The owner of property whether real or personal has a right to name the price at which he is willing to sell. He may offer to sell at a designated price for cash or at a much higher price on a credit, and a credit sale will not constitute usury however great the difference between the cash price and the credit price unless the whole transaction was in fact a mere pretense and a sham in order to camouflage the real facts. [27 Rul. Cas. Law, page 214; White v. Anderson, and General Motors Acceptance Corporation v. Weinrich, supr.] Hickman was a witness for defendant, and gave substantially the same evidence as did defendant. There is nothing substantial in the record before us which tends to show that the transaction whereby defendant purchased the seventy-nine shares of stock and gave his note therefor was tainted with usury. We think, considering the evidence of Hickman, and defendant, together with the contract, that the conclusion is inevitable that defendant purchased the seventy-nine shares of stock, and agreed in good faith to pay $120 per share therefor. According to the previous earnings of the O’Neal Automobile Company its stock on November 1, 1920, when defendant purchased, was worth at least $120 per share. The mere fact that O’Neal was willing to sell for par if he got cash cannot alter the situation.
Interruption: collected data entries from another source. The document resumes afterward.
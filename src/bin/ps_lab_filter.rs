//! Hierarchy filter CLI
//!
//! Filters a hierarchy JSON document against a detection result and prints
//! the outcome as JSON.
//!
//! # Usage
//!
//! ```bash
//! ps_lab_filter --hierarchy org.json --detection detected.json
//! ps_lab_filter --hierarchy org.json --detection detected.json \
//!     --permission-type PSG --names Sales_Bundle,Support_Bundle
//! ```

use std::path::{Path, PathBuf};

use anyhow::{Context, Result};
use clap::Parser;
use serde::de::DeserializeOwned;
use tracing::info;

use ps_lab::{filter, DetectionResult, FilterPayload, Node, PermissionType};

#[derive(Parser, Debug)]
#[command(name = "ps_lab_filter")]
#[command(version = "0.1.0")]
#[command(about = "Prune a permission-set hierarchy to the nodes a detection result touches")]
struct Args {
    /// Full hierarchy JSON (root node with branch children)
    #[arg(long)]
    hierarchy: PathBuf,

    /// Detection result JSON (array of detected permission sets)
    #[arg(long)]
    detection: PathBuf,

    /// Scope of the query: PSG, PS or User
    #[arg(long, env = "PS_LAB_PERMISSION_TYPE")]
    permission_type: Option<PermissionType>,

    /// Comma-separated target API names
    #[arg(long)]
    names: Option<String>,

    /// Print compact JSON
    #[arg(long)]
    compact: bool,
}

fn read_json<T: DeserializeOwned>(path: &Path) -> Result<T> {
    let content = std::fs::read_to_string(path)
        .with_context(|| format!("Failed to read {}", path.display()))?;
    serde_json::from_str(&content).with_context(|| format!("Failed to parse {}", path.display()))
}

fn main() -> Result<()> {
    tracing_subscriber::fmt()
        .with_env_filter(
            tracing_subscriber::EnvFilter::from_default_env()
                .add_directive(tracing::Level::WARN.into()),
        )
        .with_writer(std::io::stderr)
        .init();

    let args = Args::parse();

    let hierarchy: Node = read_json(&args.hierarchy)?;
    let detection: DetectionResult = read_json(&args.detection)?;
    let payload = FilterPayload::new(args.permission_type, args.names.as_deref());

    let outcome = filter(Some(&hierarchy), &detection, &payload);
    info!(
        matched = outcome.has_results(),
        highlighted = outcome.highlighted_ids.len(),
        "filter complete"
    );

    let json = if args.compact {
        serde_json::to_string(&outcome)?
    } else {
        serde_json::to_string_pretty(&outcome)?
    };
    println!("{}", json);
    Ok(())
}
//! Hierarchy Filter
//!
//! Prunes the full permission-set hierarchy down to the nodes relevant to a
//! detection result and its query payload.
//!
//! # Architecture
//!
//! ```text
//! Node (full hierarchy, never mutated)
//!        │
//!        ├──► groups::filter_groups_branch      ──┐
//!        │                                        ├──► new Root ──► FilterOutcome
//!        └──► standalone::filter_standalone_branch┘        (+ highlighted ids)
//! ```
//!
//! Each branch policy copies what it keeps, so the caller's tree can be used
//! as the baseline for any number of later, narrower filter calls.

mod groups;
pub mod ids;
mod standalone;

use serde::Serialize;
use tracing::debug;

use ps_lab_types::{
    BranchKind, DetectionResult, FilterPayload, HighlightedIds, Node, PermissionType,
};

pub use ids::{collect_ids, find_by_id, IdNode};

/// Result of a filter pass
///
/// `filtered_tree` is `None` when nothing matched; the highlighted set is
/// returned either way.
#[derive(Debug, Clone, PartialEq, Default, Serialize)]
#[serde(rename_all = "camelCase")]
pub struct FilterOutcome {
    pub filtered_tree: Option<Node>,
    pub highlighted_ids: HighlightedIds,
}

impl FilterOutcome {
    /// "Nothing to show"
    pub fn empty() -> Self {
        Self::default()
    }

    pub fn has_results(&self) -> bool {
        self.filtered_tree
            .as_ref()
            .is_some_and(|tree| !tree.children().is_empty())
    }
}

/// Prune `hierarchy` to the nodes relevant to `detection` under `payload`.
///
/// Never fails: an absent hierarchy or an empty detection result yields
/// [`FilterOutcome::empty`].
pub fn filter(
    hierarchy: Option<&Node>,
    detection: &DetectionResult,
    payload: &FilterPayload,
) -> FilterOutcome {
    let Some(hierarchy) = hierarchy else {
        debug!("no hierarchy to filter");
        return FilterOutcome::empty();
    };
    if detection.is_empty() {
        debug!("empty detection result, nothing to show");
        return FilterOutcome::empty();
    }

    let detected_ids = collect_ids(detection);
    let mut highlighted_ids = HighlightedIds::new();
    let mut branches = Vec::with_capacity(2);

    if let Some(branch) = hierarchy.branch_of(BranchKind::Groups) {
        if let Some(filtered) =
            groups::filter_groups_branch(branch, &detected_ids, payload, &mut highlighted_ids)
        {
            branches.push(filtered);
        }
    }

    // Group searches never surface standalone results
    if !payload.is_type(PermissionType::PermissionSetGroup) {
        if let Some(branch) = hierarchy.branch_of(BranchKind::Standalone) {
            if let Some(filtered) = standalone::filter_standalone_branch(
                branch,
                detection,
                payload,
                &mut highlighted_ids,
            ) {
                branches.push(filtered);
            }
        }
    }

    debug!(
        detected = detected_ids.len(),
        branches = branches.len(),
        highlighted = highlighted_ids.len(),
        permission_type = payload.permission_type.map(|t| t.as_str()),
        "hierarchy filtered"
    );

    let filtered_tree = if branches.is_empty() {
        None
    } else {
        Some(hierarchy.leaf_copy().with_children(branches))
    };

    FilterOutcome {
        filtered_tree,
        highlighted_ids,
    }
}
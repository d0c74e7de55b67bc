//! Enter/update/exit classification between two render passes
//!
//! Nodes are matched by `NodeKey`; links are matched by the key of their
//! child endpoint (every link has exactly one child).

use std::collections::HashSet;

use super::tree::NodeKey;

/// Keys entering, staying, and leaving between two passes
#[derive(Debug, Clone, Default, PartialEq, Eq)]
pub struct KeyDiff {
    /// Present now, absent before (current order)
    pub entered: Vec<NodeKey>,
    /// Present in both passes (current order)
    pub updated: Vec<NodeKey>,
    /// Present before, absent now (sorted)
    pub exited: Vec<NodeKey>,
}

impl KeyDiff {
    pub fn compute<'a>(
        previous: &HashSet<NodeKey>,
        current: impl IntoIterator<Item = &'a NodeKey>,
    ) -> Self {
        let mut diff = Self::default();
        let mut seen: HashSet<&NodeKey> = HashSet::new();

        for key in current {
            if !seen.insert(key) {
                continue;
            }
            if previous.contains(key) {
                diff.updated.push(key.clone());
            } else {
                diff.entered.push(key.clone());
            }
        }

        diff.exited = previous
            .iter()
            .filter(|key| !seen.contains(*key))
            .cloned()
            .collect();
        diff.exited.sort();
        diff
    }

    pub fn is_empty(&self) -> bool {
        self.entered.is_empty() && self.exited.is_empty()
    }
}

/// Outcome of one render pass
#[derive(Debug, Clone, Default, PartialEq, Eq)]
pub struct RenderDiff {
    pub nodes: KeyDiff,
    pub links: KeyDiff,
}
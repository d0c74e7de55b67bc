//! Hover tooltip content and placement
//!
//! Content is derived from node metadata only for concrete permission sets;
//! structural nodes (root, branches, groups) never show a tooltip.

use chrono::{DateTime, FixedOffset, Local};
use egui::{Pos2, Vec2};
use ps_lab_types::{NodeData, NodeKind};

use super::config::TooltipSettings;
use super::tree::NodeKey;

/// Wire `type` values that mark structural records
const STRUCTURAL_RECORD_TYPES: [&str; 3] = ["PSG", "PS", "parentNode"];

#[derive(Debug, Clone, PartialEq, Eq)]
pub struct TooltipLine {
    pub label: &'static str,
    pub value: String,
}

#[derive(Debug, Clone, PartialEq, Eq)]
pub struct TooltipContent {
    pub lines: Vec<TooltipLine>,
}

impl TooltipContent {
    /// `None` for anything but a concrete permission set
    pub fn for_node(kind: NodeKind, data: &NodeData) -> Option<Self> {
        if kind != NodeKind::PermissionSet {
            return None;
        }
        let meta = &data.metadata;
        if meta
            .record_type
            .as_deref()
            .is_some_and(|t| STRUCTURAL_RECORD_TYPES.contains(&t))
        {
            return None;
        }

        let api_name = Some(data.name.as_str()).filter(|n| !n.is_empty());
        let name = data
            .label
            .as_deref()
            .filter(|l| !l.is_empty())
            .or(api_name);

        let mut lines = vec![
            TooltipLine {
                label: "Name",
                value: name.unwrap_or("N/A").to_string(),
            },
            TooltipLine {
                label: "API Name",
                value: api_name.unwrap_or("N/A").to_string(),
            },
        ];

        let optional = [
            ("Description", meta.description.clone()),
            ("Status", meta.status.clone()),
            ("Created By", meta.created_by.clone()),
            ("Modified By", meta.last_modified_by.clone()),
            (
                "Modified Date",
                meta.last_modified_date.as_deref().map(format_modified_date),
            ),
        ];
        lines.extend(optional.into_iter().filter_map(|(label, value)| {
            value
                .filter(|v| !v.is_empty())
                .map(|value| TooltipLine { label, value })
        }));

        Some(Self { lines })
    }

    pub fn text(&self) -> String {
        self.lines
            .iter()
            .map(|line| format!("{}: {}", line.label, line.value))
            .collect::<Vec<_>>()
            .join("\n")
    }

    /// Size estimate used for placement before the text is laid out
    pub fn estimated_size(&self, settings: &TooltipSettings) -> Vec2 {
        Vec2::new(
            settings.max_width,
            self.lines.len() as f32 * settings.line_height + 2.0 * settings.padding,
        )
    }
}

/// Render a backend timestamp in the local timezone.
///
/// Unparseable input is returned unchanged.
pub fn format_modified_date(raw: &str) -> String {
    parse_timestamp(raw)
        .map(|ts| {
            ts.with_timezone(&Local)
                .format("%-m/%-d/%Y, %-I:%M:%S %p")
                .to_string()
        })
        .unwrap_or_else(|| raw.to_string())
}

fn parse_timestamp(raw: &str) -> Option<DateTime<FixedOffset>> {
    DateTime::parse_from_rfc3339(raw)
        .or_else(|_| DateTime::parse_from_str(raw, "%Y-%m-%dT%H:%M:%S%.f%z"))
        .ok()
}

/// Top-left corner of the tooltip in content coordinates.
///
/// `pointer` is relative to the visible container, `scroll` is how far the
/// container has scrolled. The tooltip sits below-right of the pointer and
/// flips above it when it would overflow the container's bottom edge.
pub fn place_tooltip(
    pointer: Pos2,
    tooltip_size: Vec2,
    container_height: f32,
    scroll: Vec2,
    settings: &TooltipSettings,
) -> Pos2 {
    let y = if pointer.y + tooltip_size.y + settings.offset_y > container_height {
        pointer.y + scroll.y - tooltip_size.y - settings.offset_y / 2.0
    } else {
        pointer.y + scroll.y + settings.offset_y
    };
    Pos2::new(pointer.x + scroll.x + settings.offset_x, y)
}

/// What the widget currently shows on hover
#[derive(Debug, Clone, Default, PartialEq)]
pub struct TooltipState {
    pub node: Option<NodeKey>,
    pub content: Option<TooltipContent>,
    pub position: Pos2,
}

impl TooltipState {
    pub fn is_visible(&self) -> bool {
        self.content.is_some()
    }

    pub fn show(&mut self, node: NodeKey, content: TooltipContent, position: Pos2) {
        self.node = Some(node);
        self.content = Some(content);
        self.position = position;
    }

    pub fn hide(&mut self) {
        self.node = None;
        self.content = None;
    }
}
//! egui painting for the hierarchy tree
//!
//! Draw order: links, then nodes (glyph + wrapped label), then the tooltip.

use egui::{Align2, FontId, Pos2, Rect, Shape, Stroke, Vec2};

use super::colors;
use super::config::TreeSettings;
use super::scene::{LinkSprite, NodeSprite, Scene};
use super::text_wrap::{wrap_label, PainterTextMeasure};
use super::tooltip::TooltipContent;
use super::viewport::ScreenTransform;

/// Number of segments used to approximate a link curve
const CURVE_SEGMENTS: usize = 16;

/// Horizontal cubic Bézier between two points
///
/// Control points sit at the horizontal midpoint, level with each endpoint,
/// so links leave and enter nodes horizontally.
#[derive(Debug, Clone, Copy, PartialEq)]
pub struct LinkCurve {
    pub from: Pos2,
    pub to: Pos2,
}

impl LinkCurve {
    pub fn new(from: Pos2, to: Pos2) -> Self {
        Self { from, to }
    }

    fn control_points(&self) -> [Pos2; 4] {
        let mid_x = (self.from.x + self.to.x) / 2.0;
        [
            self.from,
            Pos2::new(mid_x, self.from.y),
            Pos2::new(mid_x, self.to.y),
            self.to,
        ]
    }

    pub fn point_at(&self, t: f32) -> Pos2 {
        let [p0, p1, p2, p3] = self.control_points();
        let u = 1.0 - t;
        let a = u * u * u;
        let b = 3.0 * u * u * t;
        let c = 3.0 * u * t * t;
        let d = t * t * t;
        Pos2::new(
            a * p0.x + b * p1.x + c * p2.x + d * p3.x,
            a * p0.y + b * p1.y + c * p2.y + d * p3.y,
        )
    }

    pub fn points(&self) -> Vec<Pos2> {
        (0..=CURVE_SEGMENTS)
            .map(|i| self.point_at(i as f32 / CURVE_SEGMENTS as f32))
            .collect()
    }
}

/// Paints a `Scene` through one frame's transform
pub struct TreePainter<'a> {
    painter: &'a egui::Painter,
    transform: ScreenTransform,
    settings: &'a TreeSettings,
    wrap_width: f32,
}

impl<'a> TreePainter<'a> {
    pub fn new(
        painter: &'a egui::Painter,
        transform: ScreenTransform,
        settings: &'a TreeSettings,
        wrap_width: f32,
    ) -> Self {
        Self {
            painter,
            transform,
            settings,
            wrap_width,
        }
    }

    pub fn paint_scene(&self, scene: &Scene) {
        for link in scene.links() {
            self.paint_link(link);
        }
        for node in scene.nodes_in_draw_order() {
            self.paint_node(node);
        }
    }

    fn paint_link(&self, link: &LinkSprite) {
        let curve = LinkCurve::new(
            self.transform.to_screen(link.source.get()),
            self.transform.to_screen(link.target.get()),
        );
        let stroke = Stroke::new(
            colors::LINK_WIDTH,
            colors::faded(colors::LINK_STROKE, colors::LINK_OPACITY),
        );
        self.painter.add(Shape::line(curve.points(), stroke));
    }

    fn paint_node(&self, node: &NodeSprite) {
        let opacity = node.opacity.get();
        if opacity <= 0.0 {
            return;
        }
        let center = self.transform.to_screen(node.position.get());
        let metrics = &self.settings.node;

        let fill = colors::faded(colors::node_fill(node.style.has_hidden_children), opacity);
        if node.style.highlighted {
            self.painter.circle(
                center,
                metrics.highlight_radius,
                fill,
                Stroke::new(
                    metrics.highlight_stroke_width,
                    colors::faded(colors::HIGHLIGHT_STROKE, opacity),
                ),
            );
        } else {
            self.painter.circle_filled(center, metrics.radius, fill);
        }

        self.paint_label(node, center, opacity);
    }

    /// Collapsed nodes put their label on the left, everything else right
    fn paint_label(&self, node: &NodeSprite, center: Pos2, opacity: f32) {
        let metrics = &self.settings.node;
        let font = FontId::proportional(metrics.font_size);
        let measure = PainterTextMeasure {
            painter: self.painter,
            font: font.clone(),
        };
        let lines = wrap_label(&node.style.label, self.wrap_width, &measure);

        let (anchor, dx) = if node.style.has_hidden_children {
            (Align2::RIGHT_CENTER, -metrics.label_offset)
        } else {
            (Align2::LEFT_CENTER, metrics.label_offset)
        };
        let text_color = colors::faded(colors::LABEL_TEXT, opacity);
        let halo_color = colors::faded(colors::LABEL_HALO, opacity);
        let line_height = metrics.line_height();

        // First line centres on the glyph, continuation lines hang below
        for (i, line) in lines.iter().enumerate() {
            let pos = center + Vec2::new(dx, i as f32 * line_height);
            for offset in [
                Vec2::new(-1.0, 0.0),
                Vec2::new(1.0, 0.0),
                Vec2::new(0.0, -1.0),
                Vec2::new(0.0, 1.0),
            ] {
                self.painter
                    .text(pos + offset, anchor, line, font.clone(), halo_color);
            }
            self.painter.text(pos, anchor, line, font.clone(), text_color);
        }
    }

    /// Tooltip at `top_left` (screen coordinates)
    pub fn paint_tooltip(&self, top_left: Pos2, content: &TooltipContent) {
        let tooltip = &self.settings.tooltip;
        let font = FontId::proportional(self.settings.node.font_size + 2.0);

        let galleys: Vec<_> = content
            .lines
            .iter()
            .map(|line| {
                self.painter.layout(
                    format!("{}: {}", line.label, line.value),
                    font.clone(),
                    colors::TOOLTIP_TEXT,
                    tooltip.max_width - 2.0 * tooltip.padding,
                )
            })
            .collect();

        let text_width = galleys
            .iter()
            .map(|g| g.size().x)
            .fold(0.0_f32, f32::max);
        let text_height: f32 = galleys
            .iter()
            .map(|g| g.size().y.max(tooltip.line_height))
            .sum();
        let rect = Rect::from_min_size(
            top_left,
            Vec2::new(text_width, text_height) + Vec2::splat(2.0 * tooltip.padding),
        );

        self.painter.rect_filled(rect, 4.0, colors::TOOLTIP_BACKGROUND);
        self.painter
            .rect_stroke(rect, 4.0, Stroke::new(1.0, colors::TOOLTIP_BORDER));

        let mut cursor = rect.min + Vec2::splat(tooltip.padding);
        for galley in galleys {
            let advance = galley.size().y.max(tooltip.line_height);
            self.painter.galley(cursor, galley, colors::TOOLTIP_TEXT);
            cursor.y += advance;
        }
    }
}
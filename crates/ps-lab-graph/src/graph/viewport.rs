//! Drawing-surface sizing and world/screen mapping
//!
//! The drawing surface is resized after every layout so that it exactly
//! covers the visible breadth extent plus vertical margins.

use egui::{Pos2, Rect, Vec2};

use super::animation::TweenF32;
use super::config::{Margin, TreeSettings};
use super::layout::BreadthExtent;

/// Visible region of world space, in world units
#[derive(Debug, Clone, Copy, PartialEq)]
pub struct ViewBox {
    /// World breadth shown at the top edge of the surface
    pub min_y: f32,
    pub width: f32,
    pub height: f32,
}

impl ViewBox {
    /// `height = bottom - top + margins`, origin at `top - margin.top`
    pub fn fit(extent: BreadthExtent, width: f32, margin: &Margin) -> Self {
        Self {
            min_y: extent.top - margin.top,
            width,
            height: extent.span() + margin.top + margin.bottom,
        }
    }
}

/// Animated view box (origin and height follow layout changes)
#[derive(Debug, Clone)]
pub struct AnimatedViewBox {
    min_y: TweenF32,
    height: TweenF32,
    width: f32,
}

impl AnimatedViewBox {
    pub fn new(view_box: ViewBox) -> Self {
        Self {
            min_y: TweenF32::new(view_box.min_y),
            height: TweenF32::new(view_box.height),
            width: view_box.width,
        }
    }

    pub fn retarget(&mut self, view_box: ViewBox, duration: f32) {
        self.min_y.retarget(view_box.min_y, duration);
        self.height.retarget(view_box.height, duration);
        self.width = view_box.width;
    }

    pub fn tick(&mut self, dt: f32) {
        self.min_y.tick(dt);
        self.height.tick(dt);
    }

    pub fn get(&self) -> ViewBox {
        ViewBox {
            min_y: self.min_y.get(),
            width: self.width,
            height: self.height.get(),
        }
    }

    pub fn target(&self) -> ViewBox {
        ViewBox {
            min_y: self.min_y.target(),
            width: self.width,
            height: self.height.target(),
        }
    }

    pub fn is_animating(&self) -> bool {
        self.min_y.is_animating() || self.height.is_animating()
    }
}

/// World ↔ screen mapping for one frame
#[derive(Debug, Clone, Copy, PartialEq)]
pub struct ScreenTransform {
    offset: Vec2,
}

impl ScreenTransform {
    /// Root column sits `initial_left_margin` in from the surface's left edge
    pub fn new(surface: Rect, view_box: &ViewBox, settings: &TreeSettings) -> Self {
        Self {
            offset: surface.min.to_vec2()
                + Vec2::new(settings.initial_left_margin, -view_box.min_y),
        }
    }

    pub fn to_screen(&self, world: Pos2) -> Pos2 {
        world + self.offset
    }

    pub fn to_world(&self, screen: Pos2) -> Pos2 {
        screen - self.offset
    }
}
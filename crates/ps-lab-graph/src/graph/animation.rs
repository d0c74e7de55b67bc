//! Fixed-duration tweens for tree transitions
//!
//! Every enter/update/exit transition runs for the same configured duration,
//! so values are eased over time rather than driven by springs.
//!
//! - Animation state is UI-only
//! - No callbacks - values are polled each frame via `get()`
//! - Call `tick(dt)` once per frame, then render with `get()` values
//!
//! Retargeting a tween mid-flight restarts it from the value it currently
//! shows. The most recent transition on a value always wins.

use egui::Pos2;

/// Easing curve applied to normalized progress
#[derive(Debug, Clone, Copy, PartialEq, Eq, Default)]
pub enum Easing {
    Linear,
    /// Symmetric cubic ease-in-out
    #[default]
    CubicInOut,
}

impl Easing {
    pub fn apply(self, t: f32) -> f32 {
        let t = t.clamp(0.0, 1.0);
        match self {
            Easing::Linear => t,
            Easing::CubicInOut => {
                if t < 0.5 {
                    4.0 * t * t * t
                } else {
                    let u = -2.0 * t + 2.0;
                    1.0 - u * u * u / 2.0
                }
            }
        }
    }
}

// =============================================================================
// TWEEN F32
// =============================================================================

/// Animated f32 value eased over a fixed duration
///
/// # Usage
/// ```ignore
/// let mut opacity = TweenF32::new(0.0);
/// opacity.retarget(1.0, 0.25);
///
/// // Each frame:
/// opacity.tick(dt);
/// let current = opacity.get();
/// ```
#[derive(Debug, Clone)]
pub struct TweenF32 {
    from: f32,
    to: f32,
    elapsed: f32,
    duration: f32,
    easing: Easing,
}

impl TweenF32 {
    /// At rest on `value`
    pub fn new(value: f32) -> Self {
        Self {
            from: value,
            to: value,
            elapsed: 0.0,
            duration: 0.0,
            easing: Easing::default(),
        }
    }

    pub fn with_easing(mut self, easing: Easing) -> Self {
        self.easing = easing;
        self
    }

    /// Start animating toward `target` from the value currently shown.
    ///
    /// A non-positive duration jumps straight to the target.
    pub fn retarget(&mut self, target: f32, duration: f32) {
        if duration <= 0.0 {
            self.set_immediate(target);
            return;
        }
        self.from = self.get();
        self.to = target;
        self.elapsed = 0.0;
        self.duration = duration;
    }

    /// Jump immediately to value (no animation)
    pub fn set_immediate(&mut self, value: f32) {
        self.from = value;
        self.to = value;
        self.elapsed = 0.0;
        self.duration = 0.0;
    }

    pub fn target(&self) -> f32 {
        self.to
    }

    /// Advance by `dt` seconds
    pub fn tick(&mut self, dt: f32) {
        if self.is_animating() {
            self.elapsed = (self.elapsed + dt.max(0.0)).min(self.duration);
        }
    }

    /// Normalized progress in `[0, 1]`
    pub fn progress(&self) -> f32 {
        if self.duration <= 0.0 {
            1.0
        } else {
            self.elapsed / self.duration
        }
    }

    pub fn get(&self) -> f32 {
        let t = self.easing.apply(self.progress());
        self.from + (self.to - self.from) * t
    }

    pub fn is_animating(&self) -> bool {
        self.elapsed < self.duration
    }
}

// =============================================================================
// TWEEN POS2
// =============================================================================

/// Animated position (both axes share timing)
#[derive(Debug, Clone)]
pub struct TweenPos2 {
    pub x: TweenF32,
    pub y: TweenF32,
}

impl TweenPos2 {
    pub fn new(pos: Pos2) -> Self {
        Self {
            x: TweenF32::new(pos.x),
            y: TweenF32::new(pos.y),
        }
    }

    pub fn retarget(&mut self, target: Pos2, duration: f32) {
        self.x.retarget(target.x, duration);
        self.y.retarget(target.y, duration);
    }

    pub fn set_immediate(&mut self, pos: Pos2) {
        self.x.set_immediate(pos.x);
        self.y.set_immediate(pos.y);
    }

    pub fn target(&self) -> Pos2 {
        Pos2::new(self.x.target(), self.y.target())
    }

    pub fn tick(&mut self, dt: f32) {
        self.x.tick(dt);
        self.y.tick(dt);
    }

    pub fn get(&self) -> Pos2 {
        Pos2::new(self.x.get(), self.y.get())
    }

    pub fn is_animating(&self) -> bool {
        self.x.is_animating() || self.y.is_animating()
    }
}

// =============================================================================
// TESTS
// =============================================================================
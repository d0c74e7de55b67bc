//! Detection results
//!
//! A detection request returns the permission sets that matched, each tagged
//! with the groups (`includedIn`) through which it was reached. Entries may
//! themselves nest, so consumers walk `children` too.
//!
//! A user-scoped search returns one hierarchy object instead of an array;
//! it deserializes as a single entry.

use std::collections::BTreeSet;

use serde::{Deserialize, Deserializer, Serialize};

use crate::hierarchy::RawNode;

/// Ids the renderer should emphasize after a filter pass
pub type HighlightedIds = BTreeSet<String>;

/// Collection of detected entries, immutable once received
#[derive(Debug, Clone, PartialEq, Default, Serialize)]
#[serde(transparent)]
pub struct DetectionResult {
    entries: Vec<RawNode>,
}

#[derive(Deserialize)]
#[serde(untagged)]
enum WireDetection {
    Many(Vec<RawNode>),
    One(Box<RawNode>),
}

impl<'de> Deserialize<'de> for DetectionResult {
    fn deserialize<D>(deserializer: D) -> Result<Self, D::Error>
    where
        D: Deserializer<'de>,
    {
        let entries = match WireDetection::deserialize(deserializer)? {
            WireDetection::Many(entries) => entries,
            WireDetection::One(entry) => vec![*entry],
        };
        Ok(Self { entries })
    }
}

impl DetectionResult {
    pub fn new(entries: Vec<RawNode>) -> Self {
        Self { entries }
    }

    pub fn entries(&self) -> &[RawNode] {
        &self.entries
    }

    pub fn is_empty(&self) -> bool {
        self.entries.is_empty()
    }

    pub fn len(&self) -> usize {
        self.entries.len()
    }

    pub fn iter(&self) -> std::slice::Iter<'_, RawNode> {
        self.entries.iter()
    }

    pub fn into_entries(self) -> Vec<RawNode> {
        self.entries
    }
}

impl From<Vec<RawNode>> for DetectionResult {
    fn from(entries: Vec<RawNode>) -> Self {
        Self::new(entries)
    }
}

impl FromIterator<RawNode> for DetectionResult {
    fn from_iter<T: IntoIterator<Item = RawNode>>(iter: T) -> Self {
        Self::new(iter.into_iter().collect())
    }
}

impl<'a> IntoIterator for &'a DetectionResult {
    type Item = &'a RawNode;
    type IntoIter = std::slice::Iter<'a, RawNode>;

    fn into_iter(self) -> Self::IntoIter {
        self.entries.iter()
    }
}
O’Neal had the right, as we have shown, to fix a cash price and a credit price, and not be guilty of usury in the credit transaction if such transaction was on the level and not concocted to indirectly exact tribute for the extension of credit.

The judgment should be reversed and cause remanded with directions to enter judgment in favor of the plain.tiff according to the prayer of its petition and in favor of plaintiff on defendants’ counterclaim, and it is so ordered.

Cox, P. J., concurs; Bailey, J., not sitting.